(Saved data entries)

[Start of section]

// SPDX-License-Identifier: MIT
//
// Copyright (c) 2025 Alexandre Severino
//
// Permission is hereby granted, free of charge, to any person obtaining a copy
// of this software and associated documentation files (the "Software"), to deal
// in the Software without restriction, including without limitation the rights
// to use, copy, modify, merge, publish, distribute, sublicense, and/or sell
// copies of the Software, and to permit persons to whom the Software is
// furnished to do so, subject to the following conditions:
//
// The above copyright notice and this permission notice shall be included in
// all copies or substantial portions of the Software.
//
// THE SOFTWARE IS PROVIDED "AS IS", WITHOUT WARRANTY OF ANY KIND, EXPRESS OR
// IMPLIED, INCLUDING BUT NOT LIMITED TO THE WARRANTIES OF MERCHANTABILITY,
// FITNESS FOR A PARTICULAR PURPOSE AND NONINFRINGEMENT. IN NO EVENT SHALL THE
// AUTHORS OR COPYRIGHT HOLDERS BE LIABLE FOR ANY CLAIM, DAMAGES OR OTHER
// LIABILITY, WHETHER IN AN ACTION OF CONTRACT, TORT OR OTHERWISE, ARISING FROM,
// OUT OF OR IN CONNECTION WITH THE SOFTWARE OR THE USE OR OTHER DEALINGS IN THE
// SOFTWARE.

use crate::{
    geometry::{
        point::{Point3, PointOps},
        vector::Vector3,
    },
    numeric::scalar::Scalar,
};

/// Plane through `origin` with unit `normal`: `normal · (x - origin) = 0`.
#[derive(Clone, Copy, Debug, PartialEq)]
pub struct Plane<T: Scalar> {
    pub normal: Vector3<T>,
    pub origin: Point3<T>,
}

impl<T: Scalar> Plane<T> {
    /// `None` if `normal` has zero length.
    pub fn new(origin: Point3<T>, normal: Vector3<T>) -> Option<Self> {
        let (normal, _) = normal.try_normalize()?;
        Some(Plane { normal, origin })
    }

    pub fn from_points(p1: &Point3<T>, p2: &Point3<T>, p3: &Point3<T>) -> Option<Self> {
        let n = (p2 - p1).cross(&(p3 - p1));
        Plane::new(*p1, n)
    }

    #[inline]
    pub fn signed_distance(&self, x: &Point3<T>) -> T {
        self.normal.dot(&(x - &self.origin))
    }

    /// Orthogonal projection of `x` onto the plane.
    pub fn project_point(&self, x: &Point3<T>) -> Point3<T> {
        let d = self.signed_distance(x);
        x.add_vector(&self.normal.scale(-d))
    }

    /// Intersection of segment `p1`–`p2` with the plane as `(t, x)`, `t` in
    /// `[0, 1]`. Segments parallel to the plane never intersect.
    pub fn intersect_segment(&self, p1: &Point3<T>, p2: &Point3<T>) -> Option<(T, Point3<T>)> {
        let p21 = p2 - p1;
        let num = self.normal.dot(&(&self.origin - p1));
        let den = self.normal.dot(&p21);

        if den.abs() <= T::tolerance() * p21.norm() {
            return None;
        }

        let t = num / den;
        if t < T::zero() || t > T::one() {
            return None;
        }
        Some((t, p1.add_vector(&p21.scale(t))))
    }
}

[End of section]

Please print the records above exactly from their first line. End with the line containing "whom the Software is", and include it.

// SPDX-License-Identifier: MIT
//
// Copyright (c) 2025 Alexandre Severino
//
// Permission is hereby granted, free of charge, to any person obtaining a copy
// of this software and associated documentation files (the "Software"), to deal
// in the Software without restriction, including without limitation the rights
// to use, copy, modify, merge, publish, distribute, sublicense, and/or sell
// copies of the Software, and to permit persons to whom the Software is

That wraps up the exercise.